I recently did some feature engineering on a few datasets with spark.
I wanted to make the datasets available in our Hadoop cluster, so i used our normal dataset upload pattern, but ran into these nasty little errors
1 2 3 |
ERROR SparkContext: Error initializing SparkContext. Exception in thread "main" java.lang.IllegalArgumentException: requirement failed: Can only call getServletHandlers on a running MetricsSystem |
and also
1 2 |
18/07/26 14:36:35 ERROR Utils: Uncaught exception in thread driver-revive-thread org.apache.spark.SparkException: Could not find CoarseGrainedScheduler. |
The full exception stacks looks like this
So what do these error mean and why do they occur?

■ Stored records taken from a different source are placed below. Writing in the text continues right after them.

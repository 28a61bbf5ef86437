//! Ordered fallback chains for output fields.
//!
//! Each output field is declared as a [`FieldChain`]: a name plus the list
//! of candidate locations to try, left to right. The first *present* value
//! wins. Present means resolvable, not `null`, and, for strings, not empty.

use serde_json::Value;

use crate::accessor::{self, Path, json_path};

/// An output field and the ordered source locations it is read from.
#[derive(Debug, Clone, Copy)]
pub struct FieldChain {
    /// Output field name (dotted for nested fields).
    pub field: &'static str,
    /// Candidate locations, highest priority first.
    pub candidates: &'static [Path],
}

impl FieldChain {
    /// First present candidate value.
    pub fn first<'a>(&self, root: &'a Value) -> Option<&'a Value> {
        self.candidates
            .iter()
            .filter_map(|candidate| accessor::get(root, candidate))
            .find(|value| is_present(value))
    }

    /// First candidate that reads as text. Numbers are rendered, since some
    /// payloads carry ids as JSON numbers.
    pub fn text(&self, root: &Value) -> Option<String> {
        self.candidates
            .iter()
            .filter_map(|candidate| accessor::get(root, candidate))
            .find_map(as_text)
    }

    /// Like [`text`](Self::text) with a default.
    pub fn text_or(&self, root: &Value, default: &str) -> String {
        self.text(root).unwrap_or_else(|| default.to_string())
    }

    /// Numeric coercion of the first present candidate; 0 otherwise.
    pub fn count(&self, root: &Value) -> u64 {
        self.first(root).map(coerce_count).unwrap_or(0)
    }

    /// Truthiness of the first present candidate; `false` otherwise.
    pub fn flag(&self, root: &Value) -> bool {
        self.first(root).is_some_and(truthy)
    }
}

fn is_present(value: &Value) -> bool {
    match value {
        Value::Null => false,
        Value::String(s) => !s.is_empty(),
        _ => true,
    }
}

fn as_text(value: &Value) -> Option<String> {
    match value {
        Value::String(s) if !s.is_empty() => Some(s.clone()),
        Value::Number(n) => Some(n.to_string()),
        _ => None,
    }
}

/// Coerce a counter to a non-negative integer.
///
/// Accepts unsigned integers, non-negative finite floats (truncated) and
/// strings holding an unsigned integer. Everything else is 0.
pub fn coerce_count(value: &Value) -> u64 {
    match value {
        Value::Number(n) => n
            .as_u64()
            .or_else(|| {
                n.as_f64()
                    .filter(|f| f.is_finite() && *f >= 0.0)
                    .map(|f| f as u64)
            })
            .unwrap_or(0),
        Value::String(s) => s.trim().parse::<u64>().unwrap_or(0),
        _ => 0,
    }
}

/// Loose boolean cast: non-zero numbers and non-empty strings or containers are true.
pub fn truthy(value: &Value) -> bool {
    match value {
        Value::Null => false,
        Value::Bool(b) => *b,
        Value::Number(n) => n.as_f64().is_some_and(|f| f != 0.0),
        Value::String(s) => !s.is_empty(),
        Value::Array(items) => !items.is_empty(),
        Value::Object(map) => !map.is_empty(),
    }
}

// ---------------------------------------------------------------------------
// Tweet-level chains (rooted at the tweet result)
// ---------------------------------------------------------------------------

pub const ID: FieldChain = FieldChain {
    field: "id",
    candidates: &[json_path!("legacy", "id_str"), json_path!("rest_id")],
};

pub const CREATED_AT: FieldChain = FieldChain {
    field: "created_at",
    candidates: &[json_path!("legacy", "created_at"), json_path!("core", "created_at")],
};

pub const TEXT: FieldChain = FieldChain {
    field: "text",
    candidates: &[
        json_path!("legacy", "full_text"),
        json_path!("note_tweet", "note_tweet_results", "result", "text"),
    ],
};

pub const LANG: FieldChain = FieldChain {
    field: "lang",
    candidates: &[json_path!("legacy", "lang"), json_path!("lang")],
};

pub const SOURCE: FieldChain = FieldChain {
    field: "source",
    candidates: &[json_path!("legacy", "source"), json_path!("source")],
};

pub const BOOKMARKED: FieldChain = FieldChain {
    field: "bookmarked",
    candidates: &[json_path!("legacy", "bookmarked")],
};

pub const POSSIBLY_SENSITIVE: FieldChain = FieldChain {
    field: "possibly_sensitive",
    candidates: &[json_path!("legacy", "possibly_sensitive")],
};

/// Where the author object lives inside a tweet result.
pub const USER_RESULT: Path = json_path!("core", "user_results", "result");

// ---------------------------------------------------------------------------
// User chains (rooted at the user result)
// ---------------------------------------------------------------------------

pub const USER_NAME: FieldChain = FieldChain {
    field: "user.name",
    candidates: &[json_path!("core", "name"), json_path!("legacy", "name")],
};

pub const USER_SCREEN_NAME: FieldChain = FieldChain {
    field: "user.screen_name",
    candidates: &[json_path!("core", "screen_name"), json_path!("legacy", "screen_name")],
};

pub const USER_ID: FieldChain = FieldChain {
    field: "user.id",
    candidates: &[json_path!("rest_id"), json_path!("legacy", "id_str")],
};

pub const USER_VERIFIED: FieldChain = FieldChain {
    field: "user.verified",
    candidates: &[json_path!("is_blue_verified")],
};

pub const USER_AVATAR: FieldChain = FieldChain {
    field: "user.avatar_url",
    candidates: &[json_path!("avatar", "image_url")],
};

// ---------------------------------------------------------------------------
// Engagement chains (rooted at the tweet result)
// ---------------------------------------------------------------------------

pub const VIEWS: FieldChain = FieldChain {
    field: "engagement.views",
    candidates: &[json_path!("views", "count")],
};

pub const BOOKMARKS: FieldChain = FieldChain {
    field: "engagement.bookmarks",
    candidates: &[json_path!("legacy", "bookmark_count")],
};

pub const LIKES: FieldChain = FieldChain {
    field: "engagement.likes",
    candidates: &[json_path!("legacy", "favorite_count")],
};

pub const RETWEETS: FieldChain = FieldChain {
    field: "engagement.retweets",
    candidates: &[json_path!("legacy", "retweet_count")],
};

pub const REPLIES: FieldChain = FieldChain {
    field: "engagement.replies",
    candidates: &[json_path!("legacy", "reply_count")],
};

pub const QUOTES: FieldChain = FieldChain {
    field: "engagement.quotes",
    candidates: &[json_path!("legacy", "quote_count")],
};

/// Expanded URL entities, in source order.
pub const URL_ENTITIES: Path = json_path!("legacy", "entities", "urls");
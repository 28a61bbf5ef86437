//! Media attachment classification.

use serde_json::Value;
use tracing::trace;

use xport_shared::MediaItem;

use crate::accessor::{self, Path, json_path};

/// Attachment blocks, highest priority first. `extended_entities` carries
/// every attachment; `entities` only the first.
const ATTACHMENT_BLOCKS: &[Path] = &[
    json_path!("extended_entities", "media"),
    json_path!("entities", "media"),
];

/// URL fields for photos and video thumbnails, high resolution first.
const IMAGE_URLS: &[Path] = &[json_path!("media_url_https"), json_path!("media_url")];

const VARIANTS: Path = json_path!("video_info", "variants");

/// Supported upstream media types.
#[derive(Debug, Clone, Copy, PartialEq, Eq)]
pub enum MediaKind {
    Photo,
    /// Videos and animated GIFs.
    Video,
}

impl MediaKind {
    /// Map the upstream `type` string. Unknown types are `None`.
    pub fn from_type(kind: &str) -> Option<Self> {
        match kind {
            "photo" => Some(Self::Photo),
            "video" | "animated_gif" => Some(Self::Video),
            _ => None,
        }
    }
}

/// The attachment list of a tweet's `legacy` block.
///
/// Only one block is ever used: the first that resolves to an array, even
/// an empty one.
pub fn attachments(legacy: &Value) -> &[Value] {
    ATTACHMENT_BLOCKS
        .iter()
        .find_map(|block| accessor::array_at(legacy, block))
        .unwrap_or(&[])
}

/// Normalize one attachment, or `None` for unsupported types.
pub fn classify(attachment: &Value) -> Option<MediaItem> {
    let kind = accessor::str_at(attachment, json_path!("type"));
    let Some(kind) = kind.and_then(MediaKind::from_type) else {
        trace!(kind = ?kind, "skipping unsupported media type");
        return None;
    };

    let image_url = image_url(attachment);
    Some(match kind {
        MediaKind::Photo => MediaItem::Photo { url: image_url },
        MediaKind::Video => MediaItem::Video {
            thumbnail: image_url,
            variants: accessor::array_or_empty(attachment, VARIANTS)
                .iter()
                .filter_map(|variant| accessor::str_at(variant, json_path!("url")))
                .filter(|url| !url.is_empty())
                .map(str::to_string)
                .collect(),
        },
    })
}

/// Normalize every supported attachment of a `legacy` block, in source order.
pub fn classify_all(legacy: &Value) -> Vec<MediaItem> {
    attachments(legacy).iter().filter_map(classify).collect()
}

fn image_url(attachment: &Value) -> Option<String> {
    IMAGE_URLS
        .iter()
        .filter_map(|field| accessor::str_at(attachment, field))
        .find(|url| !url.is_empty())
        .map(str::to_string)
}

#[cfg(test)]
mod tests {
    use super::*;
    use serde_json::json;

    #[test]
    fn photo_prefers_https_url() {
        let item = classify(&json!({
            "type": "photo",
            "media_url": "http://pbs.twimg.com/media/a.jpg",
            "media_url_https": "https://pbs.twimg.com/media/a.jpg"
        }));
        assert_eq!(
            item,
            Some(MediaItem::Photo {
                url: Some("https://pbs.twimg.com/media/a.jpg".into())
            })
        );
    }

    #[test]
    fn photo_falls_back_to_plain_url() {
        let item = classify(&json!({ "type": "photo", "media_url": "http://x/a.jpg" }));
        assert_eq!(
            item,
            Some(MediaItem::Photo {
                url: Some("http://x/a.jpg".into())
            })
        );
    }

    #[test]
    fn video_variants_keep_source_order() {
        let item = classify(&json!({
            "type": "video",
            "media_url_https": "https://thumb",
            "video_info": { "variants": [
                { "bitrate": 2176000, "url": "v1" },
                { "content_type": "application/x-mpegURL" },
                { "bitrate": 832000, "url": "v2" }
            ] }
        }));
        assert_eq!(
            item,
            Some(MediaItem::Video {
                thumbnail: Some("https://thumb".into()),
                variants: vec!["v1".into(), "v2".into()],
            })
        );
    }

    #[test]
    fn animated_gif_is_a_video() {
        let item = classify(&json!({
            "type": "animated_gif",
            "video_info": { "variants": [{ "url": "g1" }] }
        }));
        assert_eq!(
            item,
            Some(MediaItem::Video {
                thumbnail: None,
                variants: vec!["g1".into()],
            })
        );
    }

    #[test]
    fn unknown_types_are_dropped() {
        assert_eq!(classify(&json!({ "type": "audio_space" })), None);
        assert_eq!(classify(&json!({ "media_url_https": "https://x" })), None);
    }

    #[test]
    fn extended_entities_win_over_entities() {
        let legacy = json!({
            "extended_entities": { "media": [
                { "type": "photo", "media_url_https": "ext-1" },
                { "type": "photo", "media_url_https": "ext-2" }
            ] },
            "entities": { "media": [
                { "type": "photo", "media_url_https": "plain-1" }
            ] }
        });
        let media = classify_all(&legacy);
        assert_eq!(
            media,
            vec![
                MediaItem::Photo { url: Some("ext-1".into()) },
                MediaItem::Photo { url: Some("ext-2".into()) },
            ]
        );
    }

    #[test]
    fn entities_used_when_extended_missing() {
        let legacy = json!({
            "entities": { "media": [{ "type": "photo", "media_url_https": "plain-1" }] }
        });
        assert_eq!(
            classify_all(&legacy),
            vec![MediaItem::Photo { url: Some("plain-1".into()) }]
        );
    }

    #[test]
    fn empty_extended_entities_shadow_entities() {
        let legacy = json!({
            "extended_entities": { "media": [] },
            "entities": { "media": [{ "type": "photo", "media_url_https": "plain-1" }] }
        });
        assert!(attachments(&legacy).is_empty());
        assert!(classify_all(&legacy).is_empty());
    }

    #[test]
    fn non_array_extended_entities_fall_back() {
        let legacy = json!({
            "extended_entities": { "media": null },
            "entities": { "media": [{ "type": "photo", "media_url_https": "plain-1" }] }
        });
        assert_eq!(
            classify_all(&legacy),
            vec![MediaItem::Photo { url: Some("plain-1".into()) }]
        );
    }

    #[test]
    fn no_media_blocks_yield_nothing() {
        assert!(classify_all(&json!({})).is_empty());
        assert!(classify_all(&json!({ "entities": { "urls": [] } })).is_empty());
    }
}
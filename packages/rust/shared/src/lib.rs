//! Shared types, error model, and configuration for xport.
//!
//! This crate is the foundation depended on by all other xport crates.
//! It provides:
//! - [`XportError`], the unified error type
//! - Domain types ([`Record`], [`User`], [`Engagement`], [`MediaItem`], [`Corpus`])
//! - Configuration ([`AppConfig`], [`ExportConfig`], config loading)

pub mod config;
pub mod error;
pub mod types;

// Re-export public API at crate root for ergonomic imports.
pub use config::{
    AppConfig, ExportConfig, MergeConfig, OutputConfig, config_dir, config_file_path, init_config,
    init_config_at, load_config, load_config_from,
};
pub use error::{Result, XportError};
pub use types::{Corpus, Engagement, MediaItem, Record, User, status_url};
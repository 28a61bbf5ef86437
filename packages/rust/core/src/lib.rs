//! Extraction and merge logic for xport.
//!
//! This crate turns a raw timeline response into normalized records and
//! folds them into a persisted corpus:
//! - [`collector`] finds the entry list among the known container shapes
//! - [`extractor`] builds one record per entry using the [`resolver`] chains
//!   and the [`media`] classifier
//! - [`merge`] appends new records to the existing corpus
//! - [`pipeline`] runs the whole flow end to end

pub mod accessor;
pub mod collector;
pub mod extractor;
pub mod media;
pub mod merge;
pub mod pipeline;
pub mod resolver;

pub use collector::TimelineKind;
pub use merge::MergeStats;
pub use pipeline::{
    ExportOptions, ExportOutcome, ExportSummary, InspectReport, ProgressReporter, SilentProgress,
    export, inspect,
};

- It often has to do something, with not initializing the Spark session properly
- Usually means, there is a wrong value, for the master location
- Double check the master adress for the spark session, by default it should use port 7077 and NOT 6066
- Check if the version of the spark cluster is the same as your spark version in the jar / of the job you want to submit
How do I fix “Could not find CoarseGrained Scheduler” or “an only call getServletHandlers on a running MetricsSystem”
- Update master URL
- Update dependencies POM/Gradle/Jar, so you use the same version as the cluster
Now your error should be fixed. Have fun with your Spark Cluster!